**Work instruction**: The word "support" appears in some lines of the records below; state how many lines, and nothing else.

[[ The records, beginning ]]

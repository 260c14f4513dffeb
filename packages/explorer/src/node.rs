//! # Explorer Nodes
//!
//! A node is either the story root or a document of the story. Both share the
//! same record shape, the variant only decides which backend record the node
//! stands for.
//!
//! Nodes are never mutated once published: the tree swaps in a new instance on
//! rename, move or children resolution. The children cache travels with the
//! replacement so a rename never triggers a refetch.

use serde::{Deserialize, Serialize};

use crate::sync::{DocumentRecord, StoryRecord};

pub type NodeId = String;

/// Variant-specific part of a node
#[derive(Debug, Clone, PartialEq)]
pub enum NodeKind {
    Story {
        story: StoryRecord,
        root_document: DocumentRecord,
    },
    Document {
        document: DocumentRecord,
    },
}

/// Children aspect of a node: `Unresolved → Fetching → Resolved`
#[derive(Debug, Clone, PartialEq)]
pub enum Children {
    Unresolved,
    Fetching,
    /// Ordered by ascending position
    Resolved(Vec<NodeId>),
}

impl Children {
    pub fn ids(&self) -> Option<&[NodeId]> {
        match self {
            Children::Resolved(ids) => Some(ids),
            _ => None,
        }
    }
}

#[derive(Debug, Clone, PartialEq)]
pub struct Node {
    pub id: NodeId,
    pub name: String,
    pub position: f64,
    pub parent_id: Option<NodeId>,
    pub kind: NodeKind,
    pub(crate) children: Children,
}

impl Node {
    /// Root node of a story; its id is the root document id
    pub fn story(story: StoryRecord, root_document: DocumentRecord) -> Self {
        Self {
            id: root_document.document_id.clone(),
            name: story.title.clone(),
            position: 0.0,
            parent_id: None,
            kind: NodeKind::Story {
                story,
                root_document,
            },
            children: Children::Unresolved,
        }
    }

    /// Document node built from a fetched or freshly created record
    pub fn document(document: DocumentRecord) -> Self {
        Self {
            id: document.document_id.clone(),
            name: document.title.clone(),
            position: document.position,
            parent_id: document.parent_document_id.clone(),
            kind: NodeKind::Document { document },
            children: Children::Unresolved,
        }
    }

    /// Document node whose parent is known from the query that produced it
    pub(crate) fn document_under(mut document: DocumentRecord, parent_id: &str) -> Self {
        document.parent_document_id = Some(parent_id.to_string());
        Self::document(document)
    }

    pub fn children(&self) -> &Children {
        &self.children
    }

    pub fn child_ids(&self) -> Option<&[NodeId]> {
        self.children.ids()
    }

    pub fn is_resolved(&self) -> bool {
        matches!(self.children, Children::Resolved(_))
    }

    pub fn is_fetching(&self) -> bool {
        matches!(self.children, Children::Fetching)
    }

    pub fn is_root(&self) -> bool {
        matches!(self.kind, NodeKind::Story { .. })
    }

    /// Backend document this node stands for
    pub fn document_record(&self) -> &DocumentRecord {
        match &self.kind {
            NodeKind::Story { root_document, .. } => root_document,
            NodeKind::Document { document } => document,
        }
    }

    pub(crate) fn document_record_mut(&mut self) -> &mut DocumentRecord {
        match &mut self.kind {
            NodeKind::Story { root_document, .. } => root_document,
            NodeKind::Document { document } => document,
        }
    }

    pub fn kind_name(&self) -> &'static str {
        match self.kind {
            NodeKind::Story { .. } => "story",
            NodeKind::Document { .. } => "document",
        }
    }

    /// Replacement carrying a new backend record.
    ///
    /// Identity, placement and the children cache are kept; for the root the
    /// story title follows the document title.
    pub fn with_record(&self, record: DocumentRecord) -> Node {
        let mut record = record;
        record.position = self.position;
        record.parent_document_id = self.document_record().parent_document_id.clone();

        let kind = match &self.kind {
            NodeKind::Story { story, .. } => NodeKind::Story {
                story: StoryRecord {
                    title: record.title.clone(),
                    ..story.clone()
                },
                root_document: record.clone(),
            },
            NodeKind::Document { .. } => NodeKind::Document {
                document: record.clone(),
            },
        };

        Node {
            id: self.id.clone(),
            name: record.title,
            position: self.position,
            parent_id: self.parent_id.clone(),
            kind,
            children: self.children.clone(),
        }
    }

    pub(crate) fn with_children(&self, children: Children) -> Node {
        Node {
            children,
            ..self.clone()
        }
    }

    pub(crate) fn with_placement(&self, parent_id: &str, position: f64) -> Node {
        let mut node = self.clone();
        node.parent_id = Some(parent_id.to_string());
        node.position = position;
        if let NodeKind::Document { document } = &mut node.kind {
            document.parent_document_id = Some(parent_id.to_string());
            document.position = position;
        }
        node
    }

    pub(crate) fn with_position(&self, position: f64) -> Node {
        let mut node = self.clone();
        node.position = position;
        if let NodeKind::Document { document } = &mut node.kind {
            document.position = position;
        }
        node
    }
}

/// Orders fetched records by position; equal positions keep backend order
pub fn sort_records(records: &mut [DocumentRecord]) {
    records.sort_by(|a, b| a.position.total_cmp(&b.position));
}

/// Context actions offered on a node
#[derive(Debug, Clone, Copy, PartialEq, Eq, Serialize, Deserialize)]
#[serde(rename_all = "camelCase")]
pub enum NodeAction {
    NewPage,
    DeleteDocument,
    RenameStory,
    RenameDocument,
}

impl NodeAction {
    pub const ALL: [NodeAction; 4] = [
        NodeAction::NewPage,
        NodeAction::DeleteDocument,
        NodeAction::RenameStory,
        NodeAction::RenameDocument,
    ];

    pub fn applicable(&self, node: &Node) -> bool {
        match self {
            NodeAction::NewPage => true,
            NodeAction::DeleteDocument | NodeAction::RenameDocument => !node.is_root(),
            NodeAction::RenameStory => node.is_root(),
        }
    }

    pub fn available_for(node: &Node) -> Vec<NodeAction> {
        Self::ALL
            .into_iter()
            .filter(|action| action.applicable(node))
            .collect()
    }
}
//! # Pending Mutations
//!
//! Bookkeeping for operations that are waiting on the backend.
//!
//! [`PendingLedger`] tracks optimistic moves until the backend confirms or
//! rejects them; a rejection rolls the tree back to the recorded placement.
//! [`NodeQueues`] serializes operations targeting the same node: each node has
//! its own FIFO lock, held for the whole local-check / network / apply cycle.

use std::collections::HashMap;
use std::sync::{Arc, Mutex};
use std::time::{SystemTime, UNIX_EPOCH};

use tokio::sync::OwnedMutexGuard;

use crate::errors::ExplorerResult;
use crate::mutations::{Mutation, MutationOutcome};
use crate::node::NodeId;
use crate::tree::{MoveUndo, TreeState};

/// Mutation applied locally, waiting for backend acknowledgment
#[derive(Debug, Clone)]
pub struct PendingMutation {
    pub id: String,
    pub mutation: Mutation,
    /// Milliseconds since the epoch
    pub timestamp: u64,
    /// Present for moves, which are the only optimistic mutations
    pub undo: Option<MoveUndo>,
}

#[derive(Debug, Default)]
pub struct PendingLedger {
    pending: Vec<PendingMutation>,
    next_id: u64,
}

impl PendingLedger {
    pub fn new() -> Self {
        Self::default()
    }

    /// Applies the mutation to the tree right away and records it as pending
    pub fn apply_optimistic(
        &mut self,
        tree: &mut TreeState,
        mutation: Mutation,
    ) -> ExplorerResult<(String, MutationOutcome)> {
        let outcome = tree.apply(mutation.clone())?;

        self.next_id += 1;
        let id = format!("{}-{}", mutation.target(), self.next_id);
        let undo = match &outcome {
            MutationOutcome::Moved(moved) if moved.changed => Some(moved.undo.clone()),
            _ => None,
        };

        self.pending.push(PendingMutation {
            id: id.clone(),
            mutation,
            timestamp: current_timestamp(),
            undo,
        });
        tracing::debug!(mutation_id = %id, pending = self.pending.len(), "optimistic mutation applied");
        Ok((id, outcome))
    }

    /// Backend accepted the mutation
    pub fn confirm(&mut self, mutation_id: &str) -> Option<PendingMutation> {
        let index = self.pending.iter().position(|m| m.id == mutation_id)?;
        Some(self.pending.remove(index))
    }

    /// Backend refused the mutation: forget it and undo its local effect
    pub fn reject(&mut self, tree: &mut TreeState, mutation_id: &str) -> Option<PendingMutation> {
        let rejected = self.confirm(mutation_id)?;
        if let Some(undo) = &rejected.undo {
            tree.rollback_move(undo);
        }
        Some(rejected)
    }

    pub fn get(&self, mutation_id: &str) -> Option<&PendingMutation> {
        self.pending.iter().find(|m| m.id == mutation_id)
    }

    pub fn pending_count(&self) -> usize {
        self.pending.len()
    }
}

/// Per-node FIFO locks
#[derive(Debug, Default)]
pub struct NodeQueues {
    locks: Mutex<HashMap<NodeId, Arc<tokio::sync::Mutex<()>>>>,
}

impl NodeQueues {
    pub fn new() -> Self {
        Self::default()
    }

    /// Waits for the operations queued before on `node_id`; tokio's mutex is fair
    pub async fn acquire(&self, node_id: &str) -> OwnedMutexGuard<()> {
        let lock = {
            let mut locks = self.locks.lock().unwrap_or_else(|e| e.into_inner());
            locks
                .entry(node_id.to_string())
                .or_insert_with(|| Arc::new(tokio::sync::Mutex::new(())))
                .clone()
        };
        lock.lock_owned().await
    }

    /// Drops the lock of a removed node; holders keep their guard
    pub fn forget(&self, node_id: &str) {
        let mut locks = self.locks.lock().unwrap_or_else(|e| e.into_inner());
        locks.remove(node_id);
    }

    pub fn len(&self) -> usize {
        self.locks.lock().unwrap_or_else(|e| e.into_inner()).len()
    }

    pub fn is_empty(&self) -> bool {
        self.len() == 0
    }
}

fn current_timestamp() -> u64 {
    SystemTime::now()
        .duration_since(UNIX_EPOCH)
        .map(|d| d.as_millis() as u64)
        .unwrap_or_default()
}
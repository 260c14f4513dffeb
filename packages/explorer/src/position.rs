//! # Position Allocator
//!
//! Computes sibling ordering keys for drag-and-drop and context-menu inserts
//! without renumbering the other siblings.
//!
//! - between two siblings: midpoint of their positions
//! - at the start: first position - 1
//! - at the end: last position + 1
//!
//! Repeated inserts at the same boundary eventually exhaust `f64` precision.
//! Neighbours closer than one unit-scale epsilon (`f64::EPSILON * max(|a|, |b|, 1)`)
//! count as exhausted, as does a candidate equal to a neighbour. The sibling
//! list is then renumbered with integer spacing (`0, step, 2 * step, ...`) and
//! the computation retried.

use serde::{Deserialize, Serialize};
use thiserror::Error;

use crate::node::NodeId;

/// Where a node goes in a sibling list
#[derive(Debug, Clone, PartialEq, Serialize, Deserialize)]
#[serde(tag = "at", content = "reference", rename_all = "camelCase")]
pub enum InsertionTarget {
    Start,
    End,
    Before(NodeId),
    After(NodeId),
}

#[derive(Error, Debug, Clone, PartialEq)]
pub enum PositionError {
    /// No representable position strictly between the neighbours
    #[error("No position left between {lower} and {upper}")]
    Exhausted { lower: f64, upper: f64 },

    #[error("Unknown sibling: {0}")]
    UnknownSibling(NodeId),
}

/// Result of a placement: the new position plus any renumbered siblings
#[derive(Debug, Clone, PartialEq)]
pub struct Placement {
    pub position: f64,
    /// `(sibling id, new position)`, empty unless the list was renumbered
    pub renumbered: Vec<(NodeId, f64)>,
}

#[derive(Debug, Clone, Copy, PartialEq)]
pub struct PositionAllocator {
    step: f64,
}

impl Default for PositionAllocator {
    fn default() -> Self {
        Self::new(1000.0)
    }
}

impl PositionAllocator {
    pub fn new(step: f64) -> Self {
        let step = if step.is_finite() && step > 0.0 { step } else { 1000.0 };
        Self { step }
    }

    pub fn step(&self) -> f64 {
        self.step
    }

    /// Position for `target` in `siblings` (ordered, excluding the placed node)
    pub fn place(
        &self,
        siblings: &[(NodeId, f64)],
        target: &InsertionTarget,
    ) -> Result<Placement, PositionError> {
        match candidate(siblings, target) {
            Ok(position) => Ok(Placement {
                position,
                renumbered: Vec::new(),
            }),
            Err(PositionError::Exhausted { lower, upper }) => {
                tracing::debug!(lower, upper, "position exhausted, renumbering siblings");
                let renumbered = self.renumber(siblings);
                let position = candidate(&renumbered, target)?;
                Ok(Placement {
                    position,
                    renumbered,
                })
            }
            Err(e) => Err(e),
        }
    }

    /// Integer-spaced positions for the whole list, order preserved
    pub fn renumber(&self, siblings: &[(NodeId, f64)]) -> Vec<(NodeId, f64)> {
        siblings
            .iter()
            .enumerate()
            .map(|(index, (id, _))| (id.clone(), index as f64 * self.step))
            .collect()
    }
}

/// Midpoint computation without any renumbering
pub fn candidate(siblings: &[(NodeId, f64)], target: &InsertionTarget) -> Result<f64, PositionError> {
    let index_of = |id: &str| {
        siblings
            .iter()
            .position(|(sibling, _)| sibling == id)
            .ok_or_else(|| PositionError::UnknownSibling(id.to_string()))
    };

    let (lower, upper) = match target {
        InsertionTarget::Start => (None, siblings.first().map(|(_, p)| *p)),
        InsertionTarget::End => (siblings.last().map(|(_, p)| *p), None),
        InsertionTarget::Before(id) => {
            let index = index_of(id)?;
            let lower = index.checked_sub(1).map(|i| siblings[i].1);
            (lower, Some(siblings[index].1))
        }
        InsertionTarget::After(id) => {
            let index = index_of(id)?;
            (Some(siblings[index].1), siblings.get(index + 1).map(|(_, p)| *p))
        }
    };

    let position = match (lower, upper) {
        (None, None) => 0.0,
        (Some(lower), None) => lower + 1.0,
        (None, Some(upper)) => upper - 1.0,
        (Some(lower), Some(upper)) => (lower + upper) / 2.0,
    };

    let above_lower = lower.map_or(true, |lower| position > lower);
    let below_upper = upper.map_or(true, |upper| position < upper);
    let wide_enough = match (lower, upper) {
        (Some(lower), Some(upper)) => {
            upper - lower > f64::EPSILON * lower.abs().max(upper.abs()).max(1.0)
        }
        _ => true,
    };
    if above_lower && below_upper && wide_enough && position.is_finite() {
        Ok(position)
    } else {
        Err(PositionError::Exhausted {
            lower: lower.unwrap_or(f64::NEG_INFINITY),
            upper: upper.unwrap_or(f64::INFINITY),
        })
    }
}
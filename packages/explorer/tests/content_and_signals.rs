//! Content editing, process markers and per-node signals.

use std::sync::Arc;
use std::time::Duration;

use stories_explorer::{
    Database, DocumentContent, Explorer, ExplorerConfig, MemoryBackend, NodeSignal,
    OperationKind, Process, ProcessKind,
};

fn database() -> Database {
    let mut db = Database::default();
    db.create_story("s1", "Story");
    db.add_document("s1", "root-s1", "a", "A");
    db.contents.insert(
        "a".to_string(),
        DocumentContent {
            html: "<p>hello</p>".to_string(),
            ..Default::default()
        },
    );
    db
}

async fn open(backend: &Arc<MemoryBackend>) -> Explorer {
    let explorer = Explorer::open("s1", backend.clone(), ExplorerConfig::default())
        .await
        .unwrap();
    explorer.expand("root-s1").await.unwrap();
    explorer
}

fn html(value: &str) -> DocumentContent {
    DocumentContent {
        html: value.to_string(),
        ..Default::default()
    }
}

#[tokio::test]
async fn test_content_is_loaded_once() -> anyhow::Result<()> {
    let backend = Arc::new(MemoryBackend::new(database()));
    let explorer = open(&backend).await;

    let first = explorer.load_content("a").await?;
    let second = explorer.load_content("a").await?;

    assert_eq!(first.html, "<p>hello</p>");
    assert_eq!(first, second);
    assert_eq!(backend.calls_of(OperationKind::GetContent), vec!["a"]);
    Ok(())
}

#[tokio::test(start_paused = true)]
async fn test_edits_are_debounced() -> anyhow::Result<()> {
    let backend = Arc::new(MemoryBackend::new(database()));
    let explorer = open(&backend).await;

    for value in ["v1", "v2", "v3"] {
        explorer.content_changed("a", html(value))?;
        tokio::time::sleep(Duration::from_millis(100)).await;
    }
    assert!(backend.calls_of(OperationKind::UpdateContent).is_empty());

    tokio::time::sleep(Duration::from_millis(1500)).await;

    assert_eq!(backend.calls_of(OperationKind::UpdateContent), vec!["a"]);
    assert_eq!(backend.snapshot().contents["a"].html, "v3");
    Ok(())
}

#[tokio::test(start_paused = true)]
async fn test_save_signals_and_process() -> anyhow::Result<()> {
    let backend = Arc::new(MemoryBackend::new(database()));
    let explorer = open(&backend).await;
    let mut subscription = explorer.subscribe_node("a")?;

    explorer.content_changed("a", html("draft"))?;
    explorer.save_content("a").await?;

    let mut signals = Vec::new();
    while let Ok(signal) = subscription.signals.try_recv() {
        signals.push(signal);
    }
    let saving = Process {
        id: "content-saving-1".to_string(),
        kind: ProcessKind::ContentSaving,
    };
    assert_eq!(
        signals,
        vec![
            NodeSignal::ContentChanged,
            NodeSignal::ProcessAdded { process: saving },
            NodeSignal::ContentSaving,
            NodeSignal::ProcessRemoved {
                id: "content-saving-1".to_string()
            },
            NodeSignal::ContentSaved,
        ]
    );
    assert!(explorer.processes("a").is_empty());

    // the pending debounced save finds nothing new to write
    tokio::time::sleep(Duration::from_secs(2)).await;
    assert_eq!(backend.calls_of(OperationKind::UpdateContent).len(), 1);
    Ok(())
}

#[tokio::test]
async fn test_failed_save_clears_process() -> anyhow::Result<()> {
    let backend = Arc::new(MemoryBackend::new(database()));
    let explorer = open(&backend).await;
    let mut subscription = explorer.subscribe_node("a")?;
    backend.fail_next(OperationKind::UpdateContent);

    explorer.content_changed("a", html("draft"))?;
    assert!(explorer.save_content("a").await.is_err());

    assert!(explorer.processes("a").is_empty());
    let mut saved = false;
    while let Ok(signal) = subscription.signals.try_recv() {
        saved |= signal == NodeSignal::ContentSaved;
    }
    assert!(!saved);

    // unsaved edits are still written on the next attempt
    explorer.save_content("a").await?;
    assert_eq!(backend.snapshot().contents["a"].html, "draft");
    Ok(())
}

#[tokio::test(start_paused = true)]
async fn test_renaming_process_spans_round_trip() -> anyhow::Result<()> {
    let backend = Arc::new(MemoryBackend::new(database()).with_latency(Duration::from_millis(50)));
    let explorer = open(&backend).await;

    let task = tokio::spawn({
        let explorer = explorer.clone();
        async move { explorer.rename("a", "Renamed").await }
    });
    tokio::time::sleep(Duration::from_millis(10)).await;
    assert!(explorer.processes("a").contains_kind(ProcessKind::Renaming));

    task.await??;
    assert!(explorer.processes("a").is_empty());
    assert_eq!(explorer.node("a")?.name, "Renamed");
    Ok(())
}

#[tokio::test]
async fn test_failed_rename_clears_process() -> anyhow::Result<()> {
    let backend = Arc::new(MemoryBackend::new(database()));
    let explorer = open(&backend).await;
    backend.fail_next(OperationKind::RenameDocument);

    assert!(explorer.rename("a", "Renamed").await.is_err());

    assert!(explorer.processes("a").is_empty());
    assert_eq!(explorer.node("a")?.name, "A");
    Ok(())
}

#[tokio::test(start_paused = true)]
async fn test_children_fetching_process_is_visible() -> anyhow::Result<()> {
    let backend = Arc::new(MemoryBackend::new(database()).with_latency(Duration::from_millis(50)));
    let explorer = open(&backend).await;

    let task = tokio::spawn({
        let explorer = explorer.clone();
        async move { explorer.expand("a").await }
    });
    tokio::time::sleep(Duration::from_millis(10)).await;

    // late subscriber: process snapshot, but no past signals
    let mut subscription = explorer.subscribe_node("a")?;
    assert!(subscription
        .processes
        .borrow()
        .contains_kind(ProcessKind::ChildrenFetching));
    assert!(subscription.signals.try_recv().is_err());

    task.await??;
    assert!(explorer.processes("a").is_empty());
    assert_eq!(explorer.children("a")?.map(|c| c.len()), Some(0));
    Ok(())
}

#[tokio::test]
async fn test_request_rename_signal() -> anyhow::Result<()> {
    let backend = Arc::new(MemoryBackend::new(database()));
    let explorer = open(&backend).await;
    let mut subscription = explorer.subscribe_node("a")?;

    explorer.request_rename("a")?;

    assert_eq!(subscription.signals.recv().await?, NodeSignal::RenameRequested);
    assert!(explorer.request_rename("missing").is_err());
    Ok(())
}

#[tokio::test]
async fn test_signals_end_when_node_is_deleted() -> anyhow::Result<()> {
    let backend = Arc::new(MemoryBackend::new(database()));
    let explorer = open(&backend).await;
    let mut subscription = explorer.subscribe_node("a")?;

    explorer.delete("a").await?;

    assert!(subscription.signals.recv().await.is_err());
    assert!(explorer.load_content("a").await.is_err());
    Ok(())
}
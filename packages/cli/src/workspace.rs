//! Story database opened for one command: loaded from the JSON file into an
//! in-memory backend, driven through the explorer, written back on save.

use anyhow::{anyhow, Context, Result};
use std::path::{Path, PathBuf};
use std::sync::Arc;
use stories_explorer::{Database, Explorer, MemoryBackend};

use crate::config::Config;

pub struct StoryWorkspace {
    pub explorer: Explorer,
    backend: Arc<MemoryBackend>,
    path: PathBuf,
}

impl StoryWorkspace {
    /// Opens `story` (or the configured default story) with every document loaded
    pub async fn open(cwd: &Path, story: Option<String>) -> Result<Self> {
        let config = Config::load(cwd)?;
        let path = config.database_path(cwd);
        let db = load_database(&path)?;

        let story_id = story
            .or_else(|| config.story_id.clone())
            .or_else(|| db.stories.first().map(|s| s.story_id.clone()))
            .ok_or_else(|| anyhow!("No story in {}, run `stories init` first", path.display()))?;

        let backend = Arc::new(MemoryBackend::new(db));
        let explorer = Explorer::open(&story_id, backend.clone(), config.explorer.clone())
            .await
            .with_context(|| format!("Cannot open story {}", story_id))?;
        explorer.expand_all(&explorer.root().id).await?;

        tracing::debug!(story_id = %story_id, database = %path.display(), "workspace opened");
        Ok(Self {
            explorer,
            backend,
            path,
        })
    }

    /// Writes the backend state back to the database file
    pub fn save(&self) -> Result<()> {
        save_database(&self.path, &self.backend.snapshot())
    }
}

pub fn load_database(path: &Path) -> Result<Database> {
    if !path.exists() {
        return Ok(Database::default());
    }
    let content = std::fs::read_to_string(path)
        .with_context(|| format!("Cannot read {}", path.display()))?;
    let db = serde_json::from_str(&content)
        .with_context(|| format!("Invalid database {}", path.display()))?;
    Ok(db)
}

pub fn save_database(path: &Path, db: &Database) -> Result<()> {
    if let Some(parent) = path.parent() {
        std::fs::create_dir_all(parent)?;
    }
    std::fs::write(path, serde_json::to_string_pretty(db)?)?;
    Ok(())
}
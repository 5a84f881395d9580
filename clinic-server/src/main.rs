//! # Clinic Server
//!
//! Patients, visits and visit images over HTTP. Image bytes live on a
//! Cloudinary-compatible media host, everything else in PostgreSQL.

use anyhow::Context;
use clap::{Args as ClapArgs, Parser, Subcommand};
use tracing::info;

use clinic_server::infra::{
    config::{Config, DatabaseConfig},
    startup::{build_state, connect_database, init_tracing, serve},
};

/// CLI entry point
#[derive(Parser, Debug)]
#[command(name = "clinic-server")]
#[command(about = "HTTP API for clinic patient and visit records")]
struct Cli {
    #[command(subcommand)]
    command: Option<Command>,

    #[command(flatten)]
    serve: ServeArgs,
}

#[derive(ClapArgs, Debug, Clone)]
struct ServeArgs {
    /// Server port (overrides config)
    #[arg(short, long, env = "SERVER_PORT")]
    port: Option<u16>,

    /// Server host (overrides config)
    #[arg(long, env = "SERVER_HOST")]
    host: Option<String>,
}

#[derive(Debug, Subcommand)]
enum Command {
    #[command(subcommand)]
    Db(DbCommand),
}

#[derive(Debug, Subcommand)]
enum DbCommand {
    /// Apply database migrations and exit
    Migrate,
}

fn load_config(args: &ServeArgs) -> anyhow::Result<Config> {
    let mut config = Config::from_env().context("failed to load configuration")?;
    if let Some(port) = args.port {
        config.server_port = port;
    }
    if let Some(host) = args.host.clone() {
        config.server_host = host;
    }
    Ok(config)
}

async fn run_db_migrate() -> anyhow::Result<()> {
    let database = DatabaseConfig::from_env().context("failed to load database configuration")?;
    let pg = connect_database(&database).await?;
    pg.initialize_schema()
        .await
        .context("database migration failed")?;
    info!("Database migrations applied successfully");
    Ok(())
}

#[tokio::main]
async fn main() -> anyhow::Result<()> {
    let cli = Cli::parse();
    init_tracing();

    if let Some(Command::Db(DbCommand::Migrate)) = cli.command {
        return run_db_migrate().await;
    }

    let config = load_config(&cli.serve)?;
    let state = build_state(config).await?;
    serve(state).await
}
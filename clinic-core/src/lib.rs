//! # Clinic Core
//!
//! Persistence, media hosting and the consistency protocol that keeps the
//! two in step for the clinic records backend.
//!
//! - [`media_store`]: upload/destroy against the remote media host.
//! - [`database`]: repository ports, PostgreSQL adapters and the pool.
//! - [`application`]: the coordinator that runs every operation touching
//!   both stores, and the unit of work it is built on.
//! - [`consistency`]: cleanup reports and drift counters.
//!
//! ## Feature Flags
//!
//! - `test-support`: in-memory stores with failure injection
//! - `e2e`: tests against a live PostgreSQL

pub mod application;
pub mod consistency;
pub mod database;
pub mod error;
pub mod media_store;
pub mod validation;

#[cfg(any(test, feature = "test-support"))]
pub mod testing;

pub use application::{ClinicCoordinator, ClinicUnitOfWork, CoordinatorSettings};
pub use consistency::{CleanupReport, ConsistencyMetrics, ConsistencySnapshot, DestroyFailure};
pub use error::{ClinicError, Result};

/// Embedded schema migrations.
pub static MIGRATOR: sqlx::migrate::Migrator = sqlx::migrate!("./migrations");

[[ The records, end ]]

**Reply**: 2